# Amazon in Cyprus



## ContinentalCol (Oct 22, 2021)

My wife and I are looking to move to Cyprus early to mid next year. My question relates to Amazon.
Here in The UK we use alot of Amazon UK services.
When we move to Cyprus to we automatically transfer those services to whichever Amazon you folks use over there, or do we cancel all subscriptions and start new when we arrive.
We are talking about Amazon Music HD to play on our Echo, Amazon Prime Video and Amazon Prime or using our HD Fire Stick.
we spoke to Amazon UK which was a call centre in India dint get much help to be honest.
any thoughts would be be really heplful.
Thank You in advance.


----------



## David_&_Letitia (Jul 8, 2012)

We have lived here for over 7 years and during that time we used Amazon UK for many items which, even with the extra cost of expedited delivery, were cheaper than buying locally. We were also Amazon Prime members and have two Amazon Echo Dots in the house. The service we had from Amazon UK was excellent and items were easily tracked across Europe usually going through Germany, then Athens before landing in Larnaca within 24 hours of despatch from the UK. However, the hold up in actually receiving the items was always here in Cyprus - sometimes we waited frustratingly for a few days before final delivery. However, I’m sad to say that Brexit has had a dramatic effect on deliveries from Amazon UK and also on Prime Video. As far as deliveries are concerned, many vendors will no longer deliver to Cyprus. Those that do, fall into two categories. First, those who correctly subtract UK VAT (20%) and use an ‘agent’ in Cyprus who will add the cost of delivery, import tax (where due) and Cyprus VAT (19%). This was all paid in a single payment to Amazon when you checked out. However, there are other vendors who simply charge full price (inc UK VAT) for the goods and delivery, ignoring the fact that when we collect the item, we have to pay Cyprus VAT and import tax for goods over €125 in value. Of course, you need to be aware that some Amazon vendors are based in China, so even when the UK was in the EU, there were charges levied when the goods arrived at the Cyprus Post Office. Many (including us) now use Amazon.De based in Germany (you can get it in English). However, most items are much more expensive than exactly the same product advertised on Amazon UK. Delivery from Amazon.De is also substantially more expensive and delivery times are irregular - sometimes arriving within a few days, but sometimes weeks. All very frustrating!

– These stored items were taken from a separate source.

//! Smart dispatch: the top-level parse entry points.
//!
//! The economics drive the shape of this module: library extraction is free
//! and answers most pages, so it always runs first and an AI provider is
//! resolved only once at least one page actually needs escalation. A
//! document whose pages all classify as confident never constructs an HTTP
//! client at all.

use std::collections::HashMap;
use std::io::Write;
use std::path::Path;
use std::sync::Arc;
use std::time::Instant;

use futures::stream::{self, StreamExt};
use tokio::time::Duration;
use tracing::{debug, info, warn};

use crate::config::{ParseConfig, Strategy};
use crate::error::{PageError, ParseError};
use crate::keys::{page_cost_usd, KeyStore};
use crate::output::{DocumentMetadata, PageRecord, ParseOutput, ParseSource, ParseStats};
use crate::pipeline::{classify, encode, escalate, extract, input, postprocess, render};
use crate::providers::{build_provider, ProviderKind, VisionProvider};

/// Parse a PDF file.
///
/// This is the primary entry point for the library.
///
/// # Returns
/// `Ok(ParseOutput)` on success, even if some pages failed
/// (check `output.stats.failed_pages`).
///
/// # Errors
/// Returns `Err(ParseError)` only for fatal errors:
/// - File not found / not a PDF / wrong password
/// - `strategy=ai` with no provider configured
/// - All selected pages failed and no text was produced
pub async fn parse(
    input_path: impl AsRef<Path>,
    config: &ParseConfig,
) -> Result<ParseOutput, ParseError> {
    let total_start = Instant::now();

    // ── Step 1: Validate input ───────────────────────────────────────────
    let pdf_path = input::resolve_pdf_path(input_path.as_ref())?;
    info!(
        "starting parse: {} (strategy={})",
        pdf_path.display(),
        config.strategy
    );

    // ── Step 2: Metadata and page selection ──────────────────────────────
    let metadata = extract::extract_metadata(&pdf_path, config.password.as_deref()).await?;
    let total_pages = metadata.page_count;
    let page_indices = config.pages.to_indices(total_pages);
    if page_indices.is_empty() {
        return Err(ParseError::PageOutOfRange {
            page: 0,
            total: total_pages,
        });
    }
    debug!("selected {} of {} pages", page_indices.len(), total_pages);

    // ── Step 3: Library extraction ───────────────────────────────────────
    let extract_start = Instant::now();
    let extracted =
        extract::extract_pages(&pdf_path, config.password.as_deref(), &page_indices).await?;
    let extract_duration_ms = extract_start.elapsed().as_millis() as u64;

    // ── Step 4: Classify and partition ───────────────────────────────────
    let mut library_pages: HashMap<usize, (String, f32)> = HashMap::new();
    let mut escalation: Vec<usize> = Vec::new();
    for (idx, text) in extracted {
        let score = classify::score_page(&text, config.min_chars);
        if classify::needs_escalation(config.strategy, score, config.confidence_threshold) {
            escalation.push(idx);
        }
        library_pages.insert(idx, (text, score));
    }
    info!(
        "library extraction: {} confident, {} to escalate ({}ms)",
        library_pages.len() - escalation.len(),
        escalation.len(),
        extract_duration_ms
    );

    // ── Step 5: Escalate low-confidence pages ────────────────────────────
    let mut render_duration_ms = 0u64;
    let mut ai_duration_ms = 0u64;
    let mut provider_used: Option<ProviderKind> = None;
    let mut escalated: HashMap<usize, PageRecord> = HashMap::new();

    if !escalation.is_empty() {
        match resolve_provider(config) {
            Ok(provider) => {
                provider_used = Some(provider.kind());
                info!(
                    "escalating {} pages to {} ({})",
                    escalation.len(),
                    provider.kind(),
                    provider.model()
                );

                let render_start = Instant::now();
                let rendered = render::render_pages(&pdf_path, config, &escalation).await?;
                render_duration_ms = render_start.elapsed().as_millis() as u64;

                let mut encoded: Vec<(usize, encode::EncodedPage)> = Vec::new();
                let mut prep_failures: Vec<(usize, String)> = Vec::new();
                let mut rendered_set = std::collections::HashSet::new();
                for (idx, img) in &rendered {
                    rendered_set.insert(*idx);
                    match encode::encode_page(img) {
                        Ok(page) => encoded.push((*idx, page)),
                        Err(e) => prep_failures.push((*idx, format!("image encoding failed: {e}"))),
                    }
                }
                for &idx in &escalation {
                    if !rendered_set.contains(&idx) {
                        prep_failures.push((idx, "page did not render".to_string()));
                    }
                }

                let ai_start = Instant::now();
                let results: Vec<PageRecord> = stream::iter(encoded.into_iter().map(
                    |(idx, page_image)| {
                        let provider = Arc::clone(&provider);
                        let config = config.clone();
                        async move {
                            escalate::escalate_page(&provider, idx + 1, &page_image, &config).await
                        }
                    },
                ))
                .buffer_unordered(config.concurrency)
                .collect()
                .await;
                ai_duration_ms = ai_start.elapsed().as_millis() as u64;

                for record in results {
                    escalated.insert(record.page - 1, record);
                }
                for (idx, detail) in prep_failures {
                    escalated.insert(
                        idx,
                        PageRecord {
                            page: idx + 1,
                            text: String::new(),
                            source: ParseSource::Ai(provider.kind()),
                            confidence: 0.0,
                            input_tokens: 0,
                            output_tokens: 0,
                            duration_ms: 0,
                            retries: 0,
                            error: Some(PageError::RenderFailed {
                                page: idx + 1,
                                detail,
                            }),
                        },
                    );
                }
            }
            Err(e) if config.strategy == Strategy::Ai => return Err(e),
            Err(e) => {
                // No key, no escalation: the run still succeeds, it just
                // stops being smart about bad pages.
                warn!(
                    "no AI provider available ({e}); keeping library text for {} low-confidence pages",
                    escalation.len()
                );
            }
        }
    }

    // ── Step 6: Merge paths ──────────────────────────────────────────────
    let mut records: Vec<PageRecord> = Vec::with_capacity(page_indices.len());
    for (&idx, (text, score)) in &library_pages {
        match escalated.remove(&idx) {
            None => records.push(library_record(idx + 1, text.clone(), *score)),
            Some(record) if record.error.is_none() => records.push(record),
            Some(failed) => {
                // AI escalation failed. Under auto we still hold usable
                // library text; hand it back with the error attached so the
                // caller can see the fallback happened.
                if config.strategy == Strategy::Auto && !text.trim().is_empty() {
                    let mut fallback = library_record(idx + 1, text.clone(), *score);
                    fallback.retries = failed.retries;
                    fallback.error = failed.error;
                    records.push(fallback);
                } else {
                    records.push(failed);
                }
            }
        }
    }

    // ── Step 7: Post-process and re-score ────────────────────────────────
    for record in &mut records {
        record.text = postprocess::clean_text(&record.text);
        if record.error.is_none() {
            record.confidence = classify::score_page(&record.text, config.min_chars);
        }
    }
    records.sort_by_key(|r| r.page);

    // ── Step 8: Stats and assembly ───────────────────────────────────────
    let failed = records
        .iter()
        .filter(|r| r.error.is_some() && r.text.is_empty())
        .count();
    if failed == records.len() && !records.is_empty() {
        let first_error = records
            .iter()
            .find_map(|r| r.error.as_ref())
            .map(|e| e.to_string())
            .unwrap_or_else(|| "unknown error".to_string());
        return Err(ParseError::AllPagesFailed {
            total: records.len(),
            retries: config.max_retries,
            first_error,
        });
    }

    let library = records
        .iter()
        .filter(|r| matches!(r.source, ParseSource::Library) && !(r.error.is_some() && r.text.is_empty()))
        .count();
    let ai = records
        .iter()
        .filter(|r| matches!(r.source, ParseSource::Ai(_)) && !(r.error.is_some() && r.text.is_empty()))
        .count();

    let stats = ParseStats {
        total_pages,
        selected_pages: page_indices.len(),
        library_pages: library,
        ai_pages: ai,
        failed_pages: failed,
        input_tokens: records.iter().map(|r| r.input_tokens as u64).sum(),
        output_tokens: records.iter().map(|r| r.output_tokens as u64).sum(),
        extract_duration_ms,
        render_duration_ms,
        ai_duration_ms,
        total_duration_ms: total_start.elapsed().as_millis() as u64,
        estimated_cost_usd: provider_used
            .map(|kind| ai as f64 * page_cost_usd(kind))
            .unwrap_or(0.0),
    };

    info!(
        "parse complete: {}/{} pages ({} library, {} ai) in {}ms",
        records.len() - failed,
        stats.selected_pages,
        library,
        ai,
        stats.total_duration_ms
    );

    Ok(ParseOutput {
        text: assemble_text(&records),
        pages: records,
        metadata,
        stats,
        strategy: config.strategy,
        provider: provider_used,
    })
}

/// Parse PDF bytes in memory.
///
/// pdfium needs a file-system path, so the bytes go into a managed
/// [`tempfile`] that is cleaned up automatically on return or panic. This
/// is the path the upload endpoints use.
pub async fn parse_from_bytes(
    bytes: &[u8],
    config: &ParseConfig,
) -> Result<ParseOutput, ParseError> {
    let mut tmp = tempfile::Builder::new()
        .suffix(".pdf")
        .tempfile()
        .map_err(|e| ParseError::Internal(format!("tempfile: {e}")))?;
    tmp.write_all(bytes)
        .map_err(|e| ParseError::Internal(format!("tempfile write: {e}")))?;
    // `tmp` is dropped (and the file deleted) when `parse` returns
    parse(tmp.path(), config).await
}

/// Extract document metadata without parsing content.
///
/// Does not require an AI provider or API key.
pub async fn inspect(input_path: impl AsRef<Path>) -> Result<DocumentMetadata, ParseError> {
    let pdf_path = input::resolve_pdf_path(input_path.as_ref())?;
    extract::extract_metadata(&pdf_path, None).await
}

// ── Internal helpers ─────────────────────────────────────────────────────

fn library_record(page: usize, text: String, confidence: f32) -> PageRecord {
    PageRecord {
        page,
        text,
        source: ParseSource::Library,
        confidence,
        input_tokens: 0,
        output_tokens: 0,
        duration_ms: 0,
        retries: 0,
        error: None,
    }
}

/// Resolve the AI provider, from most-specific to least-specific:
/// a pre-built provider on the config, then the explicitly requested kind,
/// then the first kind with a key in the environment.
fn resolve_provider(config: &ParseConfig) -> Result<Arc<dyn VisionProvider>, ParseError> {
    if let Some(ref provider) = config.provider {
        return Ok(Arc::clone(provider));
    }

    let keys = KeyStore::from_env();
    let kind = config
        .provider_kind
        .or_else(|| keys.first_configured())
        .ok_or_else(|| ParseError::ProviderNotConfigured {
            provider: "auto".to_string(),
            hint: "Set OPENAI_API_KEY, GEMINI_API_KEY or ANTHROPIC_API_KEY.".to_string(),
        })?;
    let key = keys
        .key_for(kind)
        .ok_or_else(|| ParseError::ProviderNotConfigured {
            provider: kind.as_str().to_string(),
            hint: format!("Export {} to enable it.", kind.env_var()),
        })?;

    let client = reqwest::Client::builder()
        .timeout(Duration::from_secs(config.api_timeout_secs))
        .build()
        .map_err(|e| ParseError::Internal(format!("http client: {e}")))?;

    Ok(build_provider(kind, key, config.model.as_deref(), client))
}

/// Assemble the document text: successful pages in order, each with a
/// `Page N:` header.
fn assemble_text(records: &[PageRecord]) -> String {
    let parts: Vec<String> = records
        .iter()
        .filter(|r| !r.text.is_empty())
        .map(|r| format!("Page {}:\n{}", r.page, r.text))
        .collect();
    parts.join("\n\n")
}

#[cfg(test)]
mod tests {
    use super::*;

    #[test]
    fn assemble_text_skips_empty_pages() {
        let records = vec![
            library_record(1, "First page".into(), 0.9),
            library_record(2, String::new(), 0.0),
            library_record(3, "Third page".into(), 0.8),
        ];
        let text = assemble_text(&records);
        assert_eq!(text, "Page 1:\nFirst page\n\nPage 3:\nThird page");
    }

    #[test]
    fn assemble_text_empty_document() {
        assert_eq!(assemble_text(&[]), "");
    }

    #[test]
    fn resolve_provider_prefers_prebuilt() {
        // a config with no env keys but a pre-built provider must not fail
        let mock = Arc::new(crate::providers::MockProvider::new(
            ProviderKind::OpenAi,
            vec![],
        ));
        let config = ParseConfig::builder()
            .provider(mock as Arc<dyn VisionProvider>)
            .build()
            .unwrap();
        let provider = resolve_provider(&config).unwrap();
        assert_eq!(provider.kind(), ProviderKind::OpenAi);
    }
}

From 1 Jan 2021, we were unable to access Amazon Prime Video content which was previously included in the subscription and therefore ended our membership. I believe that it was due to copyright issues, but suspect that the EU Commission had something to do with it as another way to punish the UK for its temerity in leaving the club.

Amazon Music, however, seems unaffected.


----------



## nhowarth (Dec 6, 2017)

Hi ContinentalCol

Following Brexit, I suggest you forget Amazon UK. Many companies no longer deliver to Cyprus as a consequence of the cr*ppy deal signed by the lunatic running the asylum in Westminster, which imposed mountains of paperwork on companies exporting to the EU.

Suggest you use Amazon Germany - they have a website in English and deliveries are no problem. If you want something urgently, suggest you set up a forward2me account in Germany and get your Amazon purchases delivered there for shipping to Cyprus by courier.

Cheers


----------



## ContinentalCol (Oct 22, 2021)

Thank you for all the info firstly to David_&_Letitia and secondly to nhowarth.
Interesting stuff, i collect alot of physical media ie 4K steelbooks and collectors editions.
I have used here in the UK Amazon.de, Amazon.fr and the other European Amazons so that will not hold any fear to me.
Strange how Prime Video gets taken away but not Amazon Music HD.
Also fascinating on all the different taxes etc with delivery to Cyprus.
I must agree we cant wait to come over to Cyprus, we personally didnt want to leave the EU and you are right it is a complete mess here.
I dont think they ever thought the public would vote to leave lol.
anyhow thank you for replying to my question it is very much appreciated.

Colin & Jill


----------



## David_&_Letitia (Jul 8, 2012)

ContinentalCol said:


> Strange how Prime Video gets taken away but not Amazon Music HD.


Just to clarify - as you will be aware, the transition period ended on 31 Dec 2020 and we immediately became aware of social media posts here stating that Prime Members accessing from outside the UK could no longer get the previously ‘free’ films and box sets as available before. We did try to do access it, and just confirmed what reports were saying. However, I have just opened up the Prime Video App which is still on my iPad and it encourages me to join Prime free for a 7 day trial. I’m obviously reticent about doing so. However, it may indicate that the initial problems in January have been smoothed out.


----------



## nhowarth (Dec 6, 2017)

Hi D & L

I wonder if you had a web proxy you could make Amazon believe you're still in the UK?

Cheers,


----------



## ContinentalCol (Oct 22, 2021)

Although I am in the UK, I can recommend using NordVPN.
Very easy to use and they are truly a global company.
I know some of my friends use them to watch Netflix from the United States.
I use them to hide my footprint as well.


----------



## David_&_Letitia (Jul 8, 2012)

Here’s how stupid things have become. I have needed a new fridge bulb which no local electrical suppliers could supply, so looked on amazon.uk which stocked them but would not deliver to Cyprus, so I checked and ordered the item from amazon.de on 15 Oct. It cost me €4.60 + €1.67 delivery + €1.19 VAT. The item arrived today at Polis Post Office and I had to pay €1.04 VAT + €3.50 for “Presentation to customs charge”. I of course challenged the extra charges as it had come from Germany. Wrong! It had come from amazon.uk which “doesn’t deliver this item to Cyprus”. Go figure - €12 for a fridge bulb!


----------



## Shotokan101 (Mar 29, 2019)

David_&_Letitia said:


> Here’s how stupid things have become. I have needed a new fridge bulb which no local electrical suppliers could supply, so looked on amazon.uk which stocked them but would not deliver to Cyprus, so I checked and ordered the item from amazon.de on 15 Oct. It cost me €4.60 + €1.67 delivery + €1.19 VAT. The item arrived today at Polis Post Office and I had to pay €1.04 VAT + €3.50 for “Presentation to customs charge”. I of course challenged the extra charges as it had come from Germany. Wrong! It had come from amazon.uk which “doesn’t deliver this item to Cyprus”. Go figure - €12 for a fridge bulb!


Sounds like it's a good idea to maybe get a friend in the UK Post bits out.... 

Jim


----------



## ContinentalCol (Oct 22, 2021)

My Step-Daughter has already said for me to use her UK address when we move over to Cyprus.
We discussed sending a parcel twice a year with things like my physical media as they are not time sensitive unlike the fridge bulb which you need right away for convenience.
but like I said to her, I am still going to get charged for postal of a parcel then customs and anything else the Cypriots want to charge.
Maybe I should give up on adding to my collection when I move over.
It is a shame with Amazon being the biggest "shop" in the world, you wouldnt think dealing with a country in the EU would be so laborious and expensive.


----------